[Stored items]
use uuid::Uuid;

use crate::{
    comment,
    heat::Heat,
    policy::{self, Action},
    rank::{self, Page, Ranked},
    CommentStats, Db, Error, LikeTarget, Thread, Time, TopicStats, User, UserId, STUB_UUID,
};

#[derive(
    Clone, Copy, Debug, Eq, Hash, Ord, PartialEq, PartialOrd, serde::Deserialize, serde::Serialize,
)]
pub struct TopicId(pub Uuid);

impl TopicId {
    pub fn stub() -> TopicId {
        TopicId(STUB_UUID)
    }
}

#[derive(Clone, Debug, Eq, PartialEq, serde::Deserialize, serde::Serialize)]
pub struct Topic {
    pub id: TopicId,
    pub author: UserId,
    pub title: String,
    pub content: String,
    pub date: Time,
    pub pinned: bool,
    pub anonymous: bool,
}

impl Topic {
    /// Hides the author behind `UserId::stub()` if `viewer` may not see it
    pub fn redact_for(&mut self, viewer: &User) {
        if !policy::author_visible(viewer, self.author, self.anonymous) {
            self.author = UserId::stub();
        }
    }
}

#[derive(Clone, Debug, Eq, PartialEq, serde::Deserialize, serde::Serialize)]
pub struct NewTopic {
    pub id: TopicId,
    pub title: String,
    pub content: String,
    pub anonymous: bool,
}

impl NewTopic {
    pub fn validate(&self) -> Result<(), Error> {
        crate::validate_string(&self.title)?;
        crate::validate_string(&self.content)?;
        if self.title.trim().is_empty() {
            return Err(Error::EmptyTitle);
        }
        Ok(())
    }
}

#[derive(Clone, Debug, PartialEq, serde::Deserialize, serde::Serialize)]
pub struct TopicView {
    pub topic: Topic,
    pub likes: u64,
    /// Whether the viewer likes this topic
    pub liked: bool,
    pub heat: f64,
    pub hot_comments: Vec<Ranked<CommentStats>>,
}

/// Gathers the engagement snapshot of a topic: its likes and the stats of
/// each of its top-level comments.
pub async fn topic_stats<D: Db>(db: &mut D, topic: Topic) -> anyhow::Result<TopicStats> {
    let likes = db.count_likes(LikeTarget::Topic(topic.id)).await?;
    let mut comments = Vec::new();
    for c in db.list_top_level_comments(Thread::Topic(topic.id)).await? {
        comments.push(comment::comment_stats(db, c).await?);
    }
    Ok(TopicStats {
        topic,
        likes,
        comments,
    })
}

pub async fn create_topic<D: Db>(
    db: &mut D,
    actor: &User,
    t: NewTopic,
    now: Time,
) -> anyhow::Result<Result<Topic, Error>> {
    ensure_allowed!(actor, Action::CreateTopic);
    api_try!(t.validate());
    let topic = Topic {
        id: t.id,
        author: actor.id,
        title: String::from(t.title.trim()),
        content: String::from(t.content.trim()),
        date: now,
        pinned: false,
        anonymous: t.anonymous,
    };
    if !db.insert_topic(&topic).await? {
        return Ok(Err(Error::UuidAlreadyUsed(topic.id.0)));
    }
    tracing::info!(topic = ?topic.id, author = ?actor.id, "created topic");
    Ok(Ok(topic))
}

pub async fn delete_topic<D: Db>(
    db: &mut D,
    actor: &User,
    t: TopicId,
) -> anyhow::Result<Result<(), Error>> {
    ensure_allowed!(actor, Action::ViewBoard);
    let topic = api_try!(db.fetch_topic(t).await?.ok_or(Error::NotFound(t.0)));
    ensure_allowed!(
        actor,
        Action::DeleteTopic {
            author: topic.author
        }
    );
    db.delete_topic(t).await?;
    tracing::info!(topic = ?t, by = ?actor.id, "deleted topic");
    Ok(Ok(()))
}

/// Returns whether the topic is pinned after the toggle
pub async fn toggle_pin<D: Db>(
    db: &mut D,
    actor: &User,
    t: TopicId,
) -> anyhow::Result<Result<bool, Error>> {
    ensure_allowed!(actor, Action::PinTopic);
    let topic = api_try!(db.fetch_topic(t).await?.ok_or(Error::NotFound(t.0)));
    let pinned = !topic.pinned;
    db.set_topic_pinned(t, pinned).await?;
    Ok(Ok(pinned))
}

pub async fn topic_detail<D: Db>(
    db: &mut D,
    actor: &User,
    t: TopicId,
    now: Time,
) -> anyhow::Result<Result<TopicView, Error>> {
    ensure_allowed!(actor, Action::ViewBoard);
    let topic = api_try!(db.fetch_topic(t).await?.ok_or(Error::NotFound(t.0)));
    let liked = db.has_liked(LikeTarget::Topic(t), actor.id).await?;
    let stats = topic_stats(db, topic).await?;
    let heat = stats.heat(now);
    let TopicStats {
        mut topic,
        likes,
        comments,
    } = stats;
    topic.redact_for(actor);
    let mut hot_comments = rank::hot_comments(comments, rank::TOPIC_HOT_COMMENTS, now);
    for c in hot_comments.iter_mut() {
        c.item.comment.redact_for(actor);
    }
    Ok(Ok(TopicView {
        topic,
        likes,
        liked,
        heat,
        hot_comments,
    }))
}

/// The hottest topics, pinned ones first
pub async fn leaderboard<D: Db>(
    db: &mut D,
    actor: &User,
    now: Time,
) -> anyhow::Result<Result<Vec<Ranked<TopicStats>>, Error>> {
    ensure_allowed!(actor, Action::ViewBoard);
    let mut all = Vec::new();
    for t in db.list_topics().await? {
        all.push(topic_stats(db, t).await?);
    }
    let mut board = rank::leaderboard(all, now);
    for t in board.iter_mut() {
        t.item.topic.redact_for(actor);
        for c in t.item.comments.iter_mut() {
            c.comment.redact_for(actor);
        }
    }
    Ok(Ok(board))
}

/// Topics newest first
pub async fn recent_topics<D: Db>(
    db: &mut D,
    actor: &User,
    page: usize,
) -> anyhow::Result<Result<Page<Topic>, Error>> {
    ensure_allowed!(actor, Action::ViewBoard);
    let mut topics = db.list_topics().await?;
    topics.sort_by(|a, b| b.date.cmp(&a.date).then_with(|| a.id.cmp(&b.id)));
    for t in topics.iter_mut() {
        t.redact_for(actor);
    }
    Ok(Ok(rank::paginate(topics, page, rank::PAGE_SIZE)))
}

» Exercise requirements
Output every line from the records, exactly as written.

» Output
use uuid::Uuid;

use crate::{
    comment,
    heat::Heat,
    policy::{self, Action},
    rank::{self, Page, Ranked},
    CommentStats, Db, Error, LikeTarget, Thread, Time, TopicStats, User, UserId, STUB_UUID,
};

#[derive(
    Clone, Copy, Debug, Eq, Hash, Ord, PartialEq, PartialOrd, serde::Deserialize, serde::Serialize,
)]
pub struct TopicId(pub Uuid);

impl TopicId {
    pub fn stub() -> TopicId {
        TopicId(STUB_UUID)
    }
}

#[derive(Clone, Debug, Eq, PartialEq, serde::Deserialize, serde::Serialize)]
pub struct Topic {
    pub id: TopicId,
    pub author: UserId,
    pub title: String,
    pub content: String,
    pub date: Time,
    pub pinned: bool,
    pub anonymous: bool,
}

impl Topic {
    /// Hides the author behind `UserId::stub()` if `viewer` may not see it
    pub fn redact_for(&mut self, viewer: &User) {
        if !policy::author_visible(viewer, self.author, self.anonymous) {
            self.author = UserId::stub();
        }
    }
}

#[derive(Clone, Debug, Eq, PartialEq, serde::Deserialize, serde::Serialize)]
pub struct NewTopic {
    pub id: TopicId,
    pub title: String,
    pub content: String,
    pub anonymous: bool,
}

impl NewTopic {
    pub fn validate(&self) -> Result<(), Error> {
        crate::validate_string(&self.title)?;
        crate::validate_string(&self.content)?;
        if self.title.trim().is_empty() {
            return Err(Error::EmptyTitle);
        }
        Ok(())
    }
}

#[derive(Clone, Debug, PartialEq, serde::Deserialize, serde::Serialize)]
pub struct TopicView {
    pub topic: Topic,
    pub likes: u64,
    /// Whether the viewer likes this topic
    pub liked: bool,
    pub heat: f64,
    pub hot_comments: Vec<Ranked<CommentStats>>,
}

/// Gathers the engagement snapshot of a topic: its likes and the stats of
/// each of its top-level comments.
pub async fn topic_stats<D: Db>(db: &mut D, topic: Topic) -> anyhow::Result<TopicStats> {
    let likes = db.count_likes(LikeTarget::Topic(topic.id)).await?;
    let mut comments = Vec::new();
    for c in db.list_top_level_comments(Thread::Topic(topic.id)).await? {
        comments.push(comment::comment_stats(db, c).await?);
    }
    Ok(TopicStats {
        topic,
        likes,
        comments,
    })
}

pub async fn create_topic<D: Db>(
    db: &mut D,
    actor: &User,
    t: NewTopic,
    now: Time,
) -> anyhow::Result<Result<Topic, Error>> {
    ensure_allowed!(actor, Action::CreateTopic);
    api_try!(t.validate());
    let topic = Topic {
        id: t.id,
        author: actor.id,
        title: String::from(t.title.trim()),
        content: String::from(t.content.trim()),
        date: now,
        pinned: false,
        anonymous: t.anonymous,
    };
    if !db.insert_topic(&topic).await? {
        return Ok(Err(Error::UuidAlreadyUsed(topic.id.0)));
    }
    tracing::info!(topic = ?topic.id, author = ?actor.id, "created topic");
    Ok(Ok(topic))
}

pub async fn delete_topic<D: Db>(
    db: &mut D,
    actor: &User,
    t: TopicId,
) -> anyhow::Result<Result<(), Error>> {
    ensure_allowed!(actor, Action::ViewBoard);
    let topic = api_try!(db.fetch_topic(t).await?.ok_or(Error::NotFound(t.0)));
    ensure_allowed!(
        actor,
        Action::DeleteTopic {
            author: topic.author
        }
    );
    db.delete_topic(t).await?;
    tracing::info!(topic = ?t, by = ?actor.id, "deleted topic");
    Ok(Ok(()))
}

/// Returns whether the topic is pinned after the toggle
pub async fn toggle_pin<D: Db>(
    db: &mut D,
    actor: &User,
    t: TopicId,
) -> anyhow::Result<Result<bool, Error>> {
    ensure_allowed!(actor, Action::PinTopic);
    let topic = api_try!(db.fetch_topic(t).await?.ok_or(Error::NotFound(t.0)));
    let pinned = !topic.pinned;
    db.set_topic_pinned(t, pinned).await?;
    Ok(Ok(pinned))
}

pub async fn topic_detail<D: Db>(
    db: &mut D,
    actor: &User,
    t: TopicId,
    now: Time,
) -> anyhow::Result<Result<TopicView, Error>> {
    ensure_allowed!(actor, Action::ViewBoard);
    let topic = api_try!(db.fetch_topic(t).await?.ok_or(Error::NotFound(t.0)));
    let liked = db.has_liked(LikeTarget::Topic(t), actor.id).await?;
    let stats = topic_stats(db, topic).await?;
    let heat = stats.heat(now);
    let TopicStats {
        mut topic,
        likes,
        comments,
    } = stats;
    topic.redact_for(actor);
    let mut hot_comments = rank::hot_comments(comments, rank::TOPIC_HOT_COMMENTS, now);
    for c in hot_comments.iter_mut() {
        c.item.comment.redact_for(actor);
    }
    Ok(Ok(TopicView {
        topic,
        likes,
        liked,
        heat,
        hot_comments,
    }))
}

/// The hottest topics, pinned ones first
pub async fn leaderboard<D: Db>(
    db: &mut D,
    actor: &User,
    now: Time,
) -> anyhow::Result<Result<Vec<Ranked<TopicStats>>, Error>> {
    ensure_allowed!(actor, Action::ViewBoard);
    let mut all = Vec::new();
    for t in db.list_topics().await? {
        all.push(topic_stats(db, t).await?);
    }
    let mut board = rank::leaderboard(all, now);
    for t in board.iter_mut() {
        t.item.topic.redact_for(actor);
        for c in t.item.comments.iter_mut() {
            c.comment.redact_for(actor);
        }
    }
    Ok(Ok(board))
}

/// Topics newest first
pub async fn recent_topics<D: Db>(
    db: &mut D,
    actor: &User,
    page: usize,
) -> anyhow::Result<Result<Page<Topic>, Error>> {
    ensure_allowed!(actor, Action::ViewBoard);
    let mut topics = db.list_topics().await?;
    topics.sort_by(|a, b| b.date.cmp(&a.date).then_with(|| a.id.cmp(&b.id)));
    for t in topics.iter_mut() {
        t.redact_for(actor);
    }
    Ok(Ok(rank::paginate(topics, page, rank::PAGE_SIZE)))
}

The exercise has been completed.